◆ WHAT THIS TASK INVOLVES
Give the entries again exactly, every one of them.

─── SOURCE RECORDS

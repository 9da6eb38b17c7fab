//! Compact prefix-matching structure over field-path sequences.
//!
//! The serialized form (`encoding`/`base`/`check`) is embedded verbatim in
//! generated code so the proxy runtime never rebuilds it. Construction is
//! canonical: sequences are sorted and deduplicated first and token codes
//! are assigned in first-use order over that sorted list, so the same input
//! model always serializes to the same bytes.

use proc_macro2::TokenStream;
use quote::{ToTokens, quote};
use serde::Serialize;
use std::collections::BTreeMap;

/// Token code `0` is reserved for the end-of-sequence edge; real tokens
/// start at `1`.
const TERMINAL: usize = 0;

///
/// DoubleArray
///

#[derive(Clone, Debug, Eq, PartialEq, Serialize)]
pub struct DoubleArray {
    /// Token with code `i + 1` lives at index `i`.
    encoding: Vec<String>,
    base: Vec<i32>,
    check: Vec<i32>,
}

#[derive(Clone, Debug, Default)]
struct TrieNode {
    children: BTreeMap<usize, usize>,
    accept: bool,
}

impl DoubleArray {
    /// Build from field-path sequences. Empty sequences are dropped;
    /// duplicates collapse.
    #[must_use]
    pub fn new(mut seqs: Vec<Vec<String>>) -> Self {
        seqs.retain(|s| !s.is_empty());
        seqs.sort();
        seqs.dedup();

        let mut encoding: Vec<String> = Vec::new();
        let mut nodes = vec![TrieNode::default()];

        for seq in &seqs {
            let mut cur = 0;
            for tok in seq {
                let code = intern(&mut encoding, tok);
                let next = nodes[cur].children.get(&code).copied();
                cur = match next {
                    Some(child) => child,
                    None => {
                        let child = nodes.len();
                        nodes.push(TrieNode::default());
                        nodes[cur].children.insert(code, child);
                        child
                    }
                };
            }
            nodes[cur].accept = true;
        }

        // slot 1 is the root; slot 0 stays unused so check == 0 means free
        let mut base = vec![0_i32; 2];
        let mut check = vec![0_i32; 2];
        place(&nodes, 0, 1, &mut base, &mut check);

        Self {
            encoding,
            base,
            check,
        }
    }

    /// Whether `tokens` shares a prefix with any registered sequence: some
    /// registered sequence is a prefix of `tokens`, or `tokens` is a prefix
    /// of a registered sequence. The empty input matches nothing.
    #[must_use]
    pub fn has_common_prefix(&self, tokens: &[&str]) -> bool {
        if self.check.len() <= 1 || tokens.is_empty() {
            return false;
        }

        let mut state = 1_usize;
        for tok in tokens {
            if self.accepts(state) {
                return true;
            }
            let Some(code) = self.code(tok) else {
                return false;
            };
            let next = usize::try_from(self.base[state]).unwrap_or(0) + code;
            if next >= self.check.len() || self.check[next] != i32::try_from(state).unwrap_or(-1) {
                return false;
            }
            state = next;
        }

        true
    }

    #[must_use]
    pub fn encoding(&self) -> &[String] {
        &self.encoding
    }

    #[must_use]
    pub fn base(&self) -> &[i32] {
        &self.base
    }

    #[must_use]
    pub fn check(&self) -> &[i32] {
        &self.check
    }

    fn code(&self, tok: &str) -> Option<usize> {
        self.encoding.iter().position(|t| t == tok).map(|i| i + 1)
    }

    // a state accepts iff its terminal edge (code 0) is wired
    fn accepts(&self, state: usize) -> bool {
        let t = usize::try_from(self.base[state]).unwrap_or(0);
        t < self.check.len() && self.check[t] == i32::try_from(state).unwrap_or(-1)
    }
}

impl ToTokens for DoubleArray {
    fn to_tokens(&self, tokens: &mut TokenStream) {
        let encoding = &self.encoding;
        let base = &self.base;
        let check = &self.check;

        tokens.extend(quote! {
            ::httpgw_runtime::DoubleArray {
                encoding: &[#(#encoding),*],
                base: &[#(#base),*],
                check: &[#(#check),*],
            }
        });
    }
}

fn intern(encoding: &mut Vec<String>, tok: &str) -> usize {
    if let Some(i) = encoding.iter().position(|t| t == tok) {
        return i + 1;
    }
    encoding.push(tok.to_string());

    encoding.len()
}

// Assign double-array slots depth-first. The parent wires every child's
// check entry before recursing, so sibling subtrees never collide.
fn place(nodes: &[TrieNode], node: usize, slot: usize, base: &mut Vec<i32>, check: &mut Vec<i32>) {
    let mut codes: Vec<usize> = Vec::new();
    if nodes[node].accept {
        codes.push(TERMINAL);
    }
    codes.extend(nodes[node].children.keys().copied());
    if codes.is_empty() {
        return;
    }

    let b = find_base(&codes, check);
    let top = b + codes.last().copied().unwrap_or(0);
    if top >= check.len() {
        check.resize(top + 1, 0);
        base.resize(top + 1, 0);
    }

    base[slot] = i32::try_from(b).unwrap_or(i32::MAX);
    for &c in &codes {
        check[b + c] = i32::try_from(slot).unwrap_or(i32::MAX);
    }
    for (&c, &child) in &nodes[node].children {
        place(nodes, child, b + c, base, check);
    }
}

// Smallest b >= 1 whose slots b + c are all free. Slot 1 is the root and
// never free; slots past the current length are free by definition.
fn find_base(codes: &[usize], check: &[i32]) -> usize {
    let free = |t: usize| t > 1 && (t >= check.len() || check[t] == 0);

    let mut b = 1;
    loop {
        if codes.iter().all(|&c| free(b + c)) {
            return b;
        }
        b += 1;
    }
}
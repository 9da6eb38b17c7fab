pub mod error;
pub mod node;
pub mod path;
pub mod registry;
pub mod types;
pub mod validate;

/// Fully-qualified name of the well-known update-mask message type. A request
/// message field of this type is eligible as the method's field-mask field.
pub const FIELD_MASK_TYPE: &str = ".google.protobuf.FieldMask";

/// Maximum length for service and method identifiers.
pub const MAX_IDENT_LEN: usize = 128;

use crate::{error::ErrorTree, registry::RegistryError};
use thiserror::Error as ThisError;

///
/// Prelude
///

pub mod prelude {
    pub use crate::{
        FIELD_MASK_TYPE, err,
        error::ErrorTree,
        node::*,
        path::{FieldPath, PathTemplate},
        registry::Registry,
        types::{FieldKind, HttpVerb, ScalarKind},
    };
    pub use serde::{Deserialize, Serialize};
}

///
/// Error
///

#[derive(Debug, ThisError)]
pub enum Error {
    #[error(transparent)]
    RegistryError(#[from] RegistryError),

    #[error(transparent)]
    ValidateError(#[from] ErrorTree),
}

──────

◆ SOLVED EXERCISE
repository 9da6eb38b17c7fab
//! Compact prefix-matching structure over field-path sequences.
//!
//! The serialized form (`encoding`/`base`/`check`) is embedded verbatim in
//! generated code so the proxy runtime never rebuilds it. Construction is
//! canonical: sequences are sorted and deduplicated first and token codes
//! are assigned in first-use order over that sorted list, so the same input
//! model always serializes to the same bytes.

use proc_macro2::TokenStream;
use quote::{ToTokens, quote};
use serde::Serialize;
use std::collections::BTreeMap;

/// Token code `0` is reserved for the end-of-sequence edge; real tokens
/// start at `1`.
const TERMINAL: usize = 0;

///
/// DoubleArray
///

#[derive(Clone, Debug, Eq, PartialEq, Serialize)]
pub struct DoubleArray {
    /// Token with code `i + 1` lives at index `i`.
    encoding: Vec<String>,
    base: Vec<i32>,
    check: Vec<i32>,
}

#[derive(Clone, Debug, Default)]
struct TrieNode {
    children: BTreeMap<usize, usize>,
    accept: bool,
}

impl DoubleArray {
    /// Build from field-path sequences. Empty sequences are dropped;
    /// duplicates collapse.
    #[must_use]
    pub fn new(mut seqs: Vec<Vec<String>>) -> Self {
        seqs.retain(|s| !s.is_empty());
        seqs.sort();
        seqs.dedup();

        let mut encoding: Vec<String> = Vec::new();
        let mut nodes = vec![TrieNode::default()];

        for seq in &seqs {
            let mut cur = 0;
            for tok in seq {
                let code = intern(&mut encoding, tok);
                let next = nodes[cur].children.get(&code).copied();
                cur = match next {
                    Some(child) => child,
                    None => {
                        let child = nodes.len();
                        nodes.push(TrieNode::default());
                        nodes[cur].children.insert(code, child);
                        child
                    }
                };
            }
            nodes[cur].accept = true;
        }

        // slot 1 is the root; slot 0 stays unused so check == 0 means free
        let mut base = vec![0_i32; 2];
        let mut check = vec![0_i32; 2];
        place(&nodes, 0, 1, &mut base, &mut check);

        Self {
            encoding,
            base,
            check,
        }
    }

    /// Whether `tokens` shares a prefix with any registered sequence: some
    /// registered sequence is a prefix of `tokens`, or `tokens` is a prefix
    /// of a registered sequence. The empty input matches nothing.
    #[must_use]
    pub fn has_common_prefix(&self, tokens: &[&str]) -> bool {
        if self.check.len() <= 1 || tokens.is_empty() {
            return false;
        }

        let mut state = 1_usize;
        for tok in tokens {
            if self.accepts(state) {
                return true;
            }
            let Some(code) = self.code(tok) else {
                return false;
            };
            let next = usize::try_from(self.base[state]).unwrap_or(0) + code;
            if next >= self.check.len() || self.check[next] != i32::try_from(state).unwrap_or(-1) {
                return false;
            }
            state = next;
        }

        true
    }

    #[must_use]
    pub fn encoding(&self) -> &[String] {
        &self.encoding
    }

    #[must_use]
    pub fn base(&self) -> &[i32] {
        &self.base
    }

    #[must_use]
    pub fn check(&self) -> &[i32] {
        &self.check
    }

    fn code(&self, tok: &str) -> Option<usize> {
        self.encoding.iter().position(|t| t == tok).map(|i| i + 1)
    }

    // a state accepts iff its terminal edge (code 0) is wired
    fn accepts(&self, state: usize) -> bool {
        let t = usize::try_from(self.base[state]).unwrap_or(0);
        t < self.check.len() && self.check[t] == i32::try_from(state).unwrap_or(-1)
    }
}

impl ToTokens for DoubleArray {
    fn to_tokens(&self, tokens: &mut TokenStream) {
        let encoding = &self.encoding;
        let base = &self.base;
        let check = &self.check;

        tokens.extend(quote! {
            ::httpgw_runtime::DoubleArray {
                encoding: &[#(#encoding),*],
                base: &[#(#base),*],
                check: &[#(#check),*],
            }
        });
    }
}

fn intern(encoding: &mut Vec<String>, tok: &str) -> usize {
    if let Some(i) = encoding.iter().position(|t| t == tok) {
        return i + 1;
    }
    encoding.push(tok.to_string());

    encoding.len()
}

// Assign double-array slots depth-first. The parent wires every child's
// check entry before recursing, so sibling subtrees never collide.
fn place(nodes: &[TrieNode], node: usize, slot: usize, base: &mut Vec<i32>, check: &mut Vec<i32>) {
    let mut codes: Vec<usize> = Vec::new();
    if nodes[node].accept {
        codes.push(TERMINAL);
    }
    codes.extend(nodes[node].children.keys().copied());
    if codes.is_empty() {
        return;
    }

    let b = find_base(&codes, check);
    let top = b + codes.last().copied().unwrap_or(0);
    if top >= check.len() {
        check.resize(top + 1, 0);
        base.resize(top + 1, 0);
    }

    base[slot] = i32::try_from(b).unwrap_or(i32::MAX);
    for &c in &codes {
        check[b + c] = i32::try_from(slot).unwrap_or(i32::MAX);
    }
    for (&c, &child) in &nodes[node].children {
        place(nodes, child, b + c, base, check);
    }
}

// Smallest b >= 1 whose slots b + c are all free. Slot 1 is the root and
// never free; slots past the current length are free by definition.
fn find_base(codes: &[usize], check: &[i32]) -> usize {
    let free = |t: usize| t > 1 && (t >= check.len() || check[t] == 0);

    let mut b = 1;
    loop {
        if codes.iter().all(|&c| free(b + c)) {
            return b;
        }
        b += 1;
    }
}
repository 9da6eb38b17c7fab
pub mod error;
pub mod node;
pub mod path;
pub mod registry;
pub mod types;
pub mod validate;

/// Fully-qualified name of the well-known update-mask message type. A request
/// message field of this type is eligible as the method's field-mask field.
pub const FIELD_MASK_TYPE: &str = ".google.protobuf.FieldMask";

/// Maximum length for service and method identifiers.
pub const MAX_IDENT_LEN: usize = 128;

use crate::{error::ErrorTree, registry::RegistryError};
use thiserror::Error as ThisError;

///
/// Prelude
///

pub mod prelude {
    pub use crate::{
        FIELD_MASK_TYPE, err,
        error::ErrorTree,
        node::*,
        path::{FieldPath, PathTemplate},
        registry::Registry,
        types::{FieldKind, HttpVerb, ScalarKind},
    };
    pub use serde::{Deserialize, Serialize};
}

///
/// Error
///

#[derive(Debug, ThisError)]
pub enum Error {
    #[error(transparent)]
    RegistryError(#[from] RegistryError),

    #[error(transparent)]
    ValidateError(#[from] ErrorTree),
}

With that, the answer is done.